Let $\alpha$ be the angle that $OA$ makes with the x-axis ($0\leq \alpha<2\pi$) as shown in the following figure:

$ac=\overline{OA}\cos\alpha\cdot\overline{OB}\cos\left(\alpha+\dfrac{\pi}{2}\right)=4\cos\alpha\cdot 5\cos\left(\alpha+\dfrac{\pi}{2}\right)=$
$=20\cos\alpha\cos\left(\alpha+\dfrac{\pi}{2}\right)=-20\cos\alpha\sin\alpha=-10\sin 2\alpha$

Therefore, the maximum value of $ac$ is $10$.

Solution from lfdahl:

Spoiler

Define the two dimensional real valued vectors: $\boldsymbol{v_1}= \begin{pmatrix} a\\b\end{pmatrix}$ and $\boldsymbol{v_2}= \begin{pmatrix}c\\d\end{pmatrix}$.

Then the given equations can be expressed as:

$\left \| \boldsymbol{v_1} \right \|^2 =v_1^2= 16$ and $\left \| \boldsymbol{v_2} \right \|^2 =v_2^2= 25$ and $det(\boldsymbol{v_1},\boldsymbol{v_2})=20$.

The last equation expresses the area of the parallelogram spanned by $\boldsymbol{v_1} $ and $\boldsymbol{v_2} $.
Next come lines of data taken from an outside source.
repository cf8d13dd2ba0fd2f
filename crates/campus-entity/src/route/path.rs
//! Route identifiers and path matching.

use serde::{Deserialize, Serialize};
use std::fmt;
use std::str::FromStr;

use campus_core::AppError;

/// Path of the login screen, the only screen reachable without a session.
pub const LOGIN_PATH: &str = "login";

/// A navigable screen of the application, identified by its path.
#[derive(Debug, Clone, Copy, PartialEq, Eq, Hash, PartialOrd, Ord, Serialize, Deserialize)]
pub enum Route {
    /// Role-specific landing page.
    #[serde(rename = "dashboard")]
    Dashboard,

    // Admin console
    /// User accounts.
    #[serde(rename = "users")]
    Users,
    /// System settings.
    #[serde(rename = "settings")]
    Settings,
    /// Usage reports.
    #[serde(rename = "reports")]
    Reports,

    // Academic office
    /// Programmes, levels and classes.
    #[serde(rename = "academic/structure")]
    AcademicStructure,
    /// Course-to-teacher assignment.
    #[serde(rename = "academic/teachers")]
    AcademicTeachers,
    /// Term planning.
    #[serde(rename = "academic/planning")]
    AcademicPlanning,
    /// Student enrolment records.
    #[serde(rename = "academic/students")]
    AcademicStudents,

    // Accounting
    /// Tuition payments.
    #[serde(rename = "payments/students")]
    StudentPayments,
    /// Staff salaries.
    #[serde(rename = "payments/salaries")]
    SalaryPayments,
    /// Financial reports.
    #[serde(rename = "payments/reports")]
    FinancialReports,

    // Teaching
    /// Courses; nested paths address individual courses.
    #[serde(rename = "courses")]
    Courses,
    /// Quizzes; nested paths address individual quizzes.
    #[serde(rename = "quizzes")]
    Quizzes,
    /// Per-student progress tracking.
    #[serde(rename = "student-progress")]
    StudentProgress,

    // Communication
    /// Discussion forums; nested paths address threads.
    #[serde(rename = "forums")]
    Forums,
    /// Direct messaging.
    #[serde(rename = "chat")]
    Chat,

    // Student
    /// Grades.
    #[serde(rename = "grades")]
    Grades,
    /// Homework assignments.
    #[serde(rename = "assignments")]
    Assignments,

    /// Timetable.
    #[serde(rename = "planning")]
    Planning,
}

impl Route {
    /// Every route, in table order.
    pub const ALL: [Route; 19] = [
        Self::Dashboard,
        Self::Users,
        Self::Settings,
        Self::Reports,
        Self::AcademicStructure,
        Self::AcademicTeachers,
        Self::AcademicPlanning,
        Self::AcademicStudents,
        Self::StudentPayments,
        Self::SalaryPayments,
        Self::FinancialReports,
        Self::Courses,
        Self::Quizzes,
        Self::StudentProgress,
        Self::Forums,
        Self::Chat,
        Self::Grades,
        Self::Assignments,
        Self::Planning,
    ];

    /// The route identifier: its path without the leading slash.
    pub fn id(&self) -> &'static str {
        match self {
            Self::Dashboard => "dashboard",
            Self::Users => "users",
            Self::Settings => "settings",
            Self::Reports => "reports",
            Self::AcademicStructure => "academic/structure",
            Self::AcademicTeachers => "academic/teachers",
            Self::AcademicPlanning => "academic/planning",
            Self::AcademicStudents => "academic/students",
            Self::StudentPayments => "payments/students",
            Self::SalaryPayments => "payments/salaries",
            Self::FinancialReports => "payments/reports",
            Self::Courses => "courses",
            Self::Quizzes => "quizzes",
            Self::StudentProgress => "student-progress",
            Self::Forums => "forums",
            Self::Chat => "chat",
            Self::Grades => "grades",
            Self::Assignments => "assignments",
            Self::Planning => "planning",
        }
    }

    /// The absolute path, e.g. `/academic/structure`.
    pub fn path(&self) -> String {
        format!("/{}", self.id())
    }

    /// Whether sub-paths such as `courses/42/edit` belong to this route.
    pub fn is_nested(&self) -> bool {
        matches!(self, Self::Courses | Self::Quizzes | Self::Forums)
    }

    /// Finds the route with exactly this identifier.
    pub fn from_id(id: &str) -> Option<Route> {
        Self::ALL.into_iter().find(|route| route.id() == id)
    }
}

impl fmt::Display for Route {
    fn fmt(&self, f: &mut fmt::Formatter<'_>) -> fmt::Result {
        write!(f, "{}", self.id())
    }
}

impl FromStr for Route {
    type Err = AppError;

    /// Parses a route identifier. Leading/trailing slashes and case are
    /// ignored; nested sub-paths are not accepted here.
    fn from_str(s: &str) -> Result<Self, Self::Err> {
        let id = normalize_path(s);
        Route::from_id(&id)
            .ok_or_else(|| AppError::validation(format!("Unknown route: '{s}'")))
    }
}

/// Result of matching a requested path against the route table.
#[derive(Debug, Clone, PartialEq, Eq)]
pub enum RouteMatch {
    /// The empty path (`/`).
    Root,
    /// The login screen.
    Login,
    /// A known route, with the remainder for nested routes.
    Route {
        /// The matched route.
        route: Route,
        /// Sub-path below a nested route, if any.
        rest: Option<String>,
    },
    /// No route matches the normalized path.
    Unknown(String),
}

impl RouteMatch {
    /// Matches a raw path such as `/Courses/42?tab=quiz#top`.
    ///
    /// Matching ignores case, query, fragment, and repeated slashes.
    pub fn resolve(raw: &str) -> Self {
        let normalized = normalize_path(raw);

        if normalized.is_empty() {
            return Self::Root;
        }
        if normalized == LOGIN_PATH {
            return Self::Login;
        }
        if let Some(route) = Route::from_id(&normalized) {
            return Self::Route { route, rest: None };
        }

        Route::ALL
            .into_iter()
            .filter(Route::is_nested)
            .find_map(|route| {
                normalized
                    .strip_prefix(route.id())
                    .and_then(|rest| rest.strip_prefix('/'))
                    .map(|rest| Self::Route {
                        route,
                        rest: Some(rest.to_string()),
                    })
            })
            .unwrap_or(Self::Unknown(normalized))
    }
}

/// Strips query and fragment, lowercases, and joins non-empty segments.
fn normalize_path(raw: &str) -> String {
    let end = raw.find(['?', '#']).unwrap_or(raw.len());
    raw[..end]
        .split('/')
        .map(str::trim)
        .filter(|segment| !segment.is_empty())
        .map(str::to_lowercase)
        .collect::<Vec<_>>()
        .join("/")
}

#[cfg(test)]
mod tests {
    use super::*;

    #[test]
    fn test_ids_are_unique_and_parse_back() {
        for route in Route::ALL {
            assert_eq!(route.id().parse::<Route>().unwrap(), route);
            assert_eq!(Route::from_id(route.id()), Some(route));
        }
    }

    #[test]
    fn test_serde_uses_ids() {
        let json = serde_json::to_string(&Route::AcademicStructure).unwrap();
        assert_eq!(json, "\"academic/structure\"");
    }

    #[test]
    fn test_from_str_tolerates_slashes_and_case() {
        assert_eq!("/Users/".parse::<Route>().unwrap(), Route::Users);
        assert!("courses/42".parse::<Route>().is_err());
        assert!("nowhere".parse::<Route>().is_err());
    }

    #[test]
    fn test_resolve_root_and_login() {
        assert_eq!(RouteMatch::resolve(""), RouteMatch::Root);
        assert_eq!(RouteMatch::resolve("///"), RouteMatch::Root);
        assert_eq!(RouteMatch::resolve("/login"), RouteMatch::Login);
        assert_eq!(RouteMatch::resolve("/login?next=chat"), RouteMatch::Login);
    }

    #[test]
    fn test_resolve_exact_route() {
        assert_eq!(
            RouteMatch::resolve("/payments/salaries"),
            RouteMatch::Route {
                route: Route::SalaryPayments,
                rest: None
            }
        );
        assert_eq!(
            RouteMatch::resolve("/Student-Progress#top"),
            RouteMatch::Route {
                route: Route::StudentProgress,
                rest: None
            }
        );
    }

    #[test]
    fn test_resolve_nested_route() {
        assert_eq!(
            RouteMatch::resolve("/courses/42/edit"),
            RouteMatch::Route {
                route: Route::Courses,
                rest: Some("42/edit".to_string())
            }
        );
        assert_eq!(
            RouteMatch::resolve("forums//general"),
            RouteMatch::Route {
                route: Route::Forums,
                rest: Some("general".to_string())
            }
        );
    }

    #[test]
    fn test_resolve_unknown() {
        // Only nested routes accept sub-paths.
        assert_eq!(
            RouteMatch::resolve("/chat/room-1"),
            RouteMatch::Unknown("chat/room-1".to_string())
        );
        // The payments family has no index route.
        assert_eq!(
            RouteMatch::resolve("/payments"),
            RouteMatch::Unknown("payments".to_string())
        );
        // A shared prefix is not a sub-path.
        assert_eq!(
            RouteMatch::resolve("/coursesx"),
            RouteMatch::Unknown("coursesx".to_string())
        );
    }
}
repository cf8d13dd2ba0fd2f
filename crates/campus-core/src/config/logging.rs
//! Logging configuration.

use serde::{Deserialize, Serialize};

/// Logging and tracing configuration.
#[derive(Debug, Clone, Serialize, Deserialize)]
pub struct LoggingConfig {
    /// Log level: `"trace"`, `"debug"`, `"info"`, `"warn"`, `"error"`.
    #[serde(default = "default_level")]
    pub level: String,
    /// Log format: `"json"` or `"pretty"`.
    #[serde(default = "default_format")]
    pub format: String,
}

impl Default for LoggingConfig {
    fn default() -> Self {
        Self {
            level: default_level(),
            format: default_format(),
        }
    }
}

fn default_level() -> String {
    "warn".to_string()
}

fn default_format() -> String {
    "pretty".to_string()
}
With $v_1=4$ and $v_2=5$ this is only possible, if \[\boldsymbol{v_1} \perp \boldsymbol{v_2}\]
- for all possible choices of orthogonal vectors $\boldsymbol{v_1} $ and $\boldsymbol{v_2} $ in the Cartesian plane.

If we let
\[\boldsymbol{v_1}=v_1\begin{pmatrix} cos\alpha \\ sin\alpha \end{pmatrix}, \: \: \: \boldsymbol{v_2}=v_2\begin{pmatrix} -sin\alpha \\ cos\alpha \end{pmatrix},\: \: \: \: 0\leq \alpha < 2\pi\]
then
\[max\left \{ ac \right \}=max\left \{ -v_1v_2cos\alpha sin\alpha \right \}=-\frac{v_1v_2}{2}min\left \{ sin2\alpha \right \}=\frac{v_1v_2}{2}=10.\]

Solution from kaliprasad:

Spoiler

Without loss of generality we can choose
$a=4\sin\,t$
$b=4\cos\,t$
$c=5\sin\,p$
$d=5\cos\,p$

So we get $ad-bc= 20\sin\, t \cos\, p - 20\sin\, p \cos\, t = 20\sin (t-p) = 20$
or $\sin(t-p) = 1$
so $t= p+ \dfrac{\pi}{2}$
Hence
$ac = 20 \ sin \, t \ sin \ p$
= $20 \ sin\, p +\dfrac{\pi}{2} \ sin\, p$
= $-20 \cos \, p \sin\, p$
= $-10 \sin 2p$

Clearly the largest value is 10 and smallest -10.